Give back exactly the lines from the start of the listing to the line containing "for i in 0..count", inclusive, and nothing beyond them.

■ ■ ■

use criterion::{BatchSize, Criterion, black_box, criterion_group, criterion_main};
use glam::Vec3;

use cyclonite_ecs::World;
use cyclonite_ecs::components::{Material, Mesh, MeshHandle, Transform};

fn renderable_world(count: u32) -> World {
    let mut world = World::new();
    for i in 0..count {
        let entity = world.spawn();
        let _ = world.insert(entity, Transform::from_xyz(i as f32, 0.0, 0.0));
        let _ = world.insert(entity, Mesh::new(MeshHandle::new(i % 8), 36));
        // Every fourth entity lacks a material and is skipped by render queries.
        if i % 4 != 0 {
            let _ = world.insert(entity, Material::default());
        }
    }
    world
}

// ---------------------------------------------------------------------------
// Entity spawning
// ---------------------------------------------------------------------------

fn bench_spawn_entities_1k(c: &mut Criterion) {
    c.bench_function("spawn_1k_entities", |b| {
        b.iter_batched(
            World::new,
            |mut world| {
                for _ in 0..1_000 {
                    black_box(world.spawn());
                }
            },
            BatchSize::SmallInput,
        );
    });
}

fn bench_spawn_and_despawn_recycling(c: &mut Criterion) {
    c.bench_function("spawn_despawn_recycle_1k", |b| {
        b.iter_batched(
            || {
                let mut world = World::new();
                let entities: Vec<_> = (0..1_000).map(|_| world.spawn()).collect();
                for e in &entities {
                    let _ = world.despawn(*e);
                }
                world
            },
            |mut world| {
                for _ in 0..1_000 {
                    black_box(world.spawn());
                }
            },
            BatchSize::SmallInput,
        );
    });
}

// ---------------------------------------------------------------------------
// Component insert / remove
// ---------------------------------------------------------------------------

fn bench_insert_transform_1k(c: &mut Criterion) {
    c.bench_function("insert_transform_1k", |b| {
        b.iter_batched(
            || {
                let mut world = World::new();
                let entities: Vec<_> = (0..1_000).map(|_| world.spawn()).collect();
                (world, entities)
            },
            |(mut world, entities)| {
                for (i, e) in entities.iter().enumerate() {
                    let _ = world.insert(*e, Transform::from_translation(Vec3::splat(i as f32)));
                }
            },
            BatchSize::SmallInput,
        );
    });
}

fn bench_remove_transform_1k(c: &mut Criterion) {
    c.bench_function("remove_transform_1k", |b| {
        b.iter_batched(
            || {
                let world = renderable_world(1_000);
                let entities: Vec<_> = world.query::<Transform>().map(|(e, _)| e).collect();
                (world, entities)
            },
            |(mut world, entities)| {
                for e in &entities {
                    black_box(world.remove::<Transform>(*e));
                }
            },
            BatchSize::SmallInput,
        );
    });
}

// ---------------------------------------------------------------------------
// Render queries
// ---------------------------------------------------------------------------

fn bench_query3_renderables_10k(c: &mut Criterion) {
    let world = renderable_world(10_000);
    c.bench_function("query3_renderables_10k", |b| {
        b.iter(|| {
            let mut indices = 0u64;
            for (_, transform, mesh, _) in world.query3::<Transform, Mesh, Material>() {
                indices += mesh.index_count as u64;
                black_box(transform.compute_matrix());
            }
            black_box(indices)
        });
    });
}

criterion_group!(
    benches,
    bench_spawn_entities_1k,
    bench_spawn_and_despawn_recycling,
    bench_insert_transform_1k,
    bench_remove_transform_1k,
    bench_query3_renderables_10k,
);
criterion_main!(benches);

■ ■ ■

TASK OUTPUT =
use criterion::{BatchSize, Criterion, black_box, criterion_group, criterion_main};
use glam::Vec3;

use cyclonite_ecs::World;
use cyclonite_ecs::components::{Material, Mesh, MeshHandle, Transform};

fn renderable_world(count: u32) -> World {
    let mut world = World::new();
    for i in 0..count {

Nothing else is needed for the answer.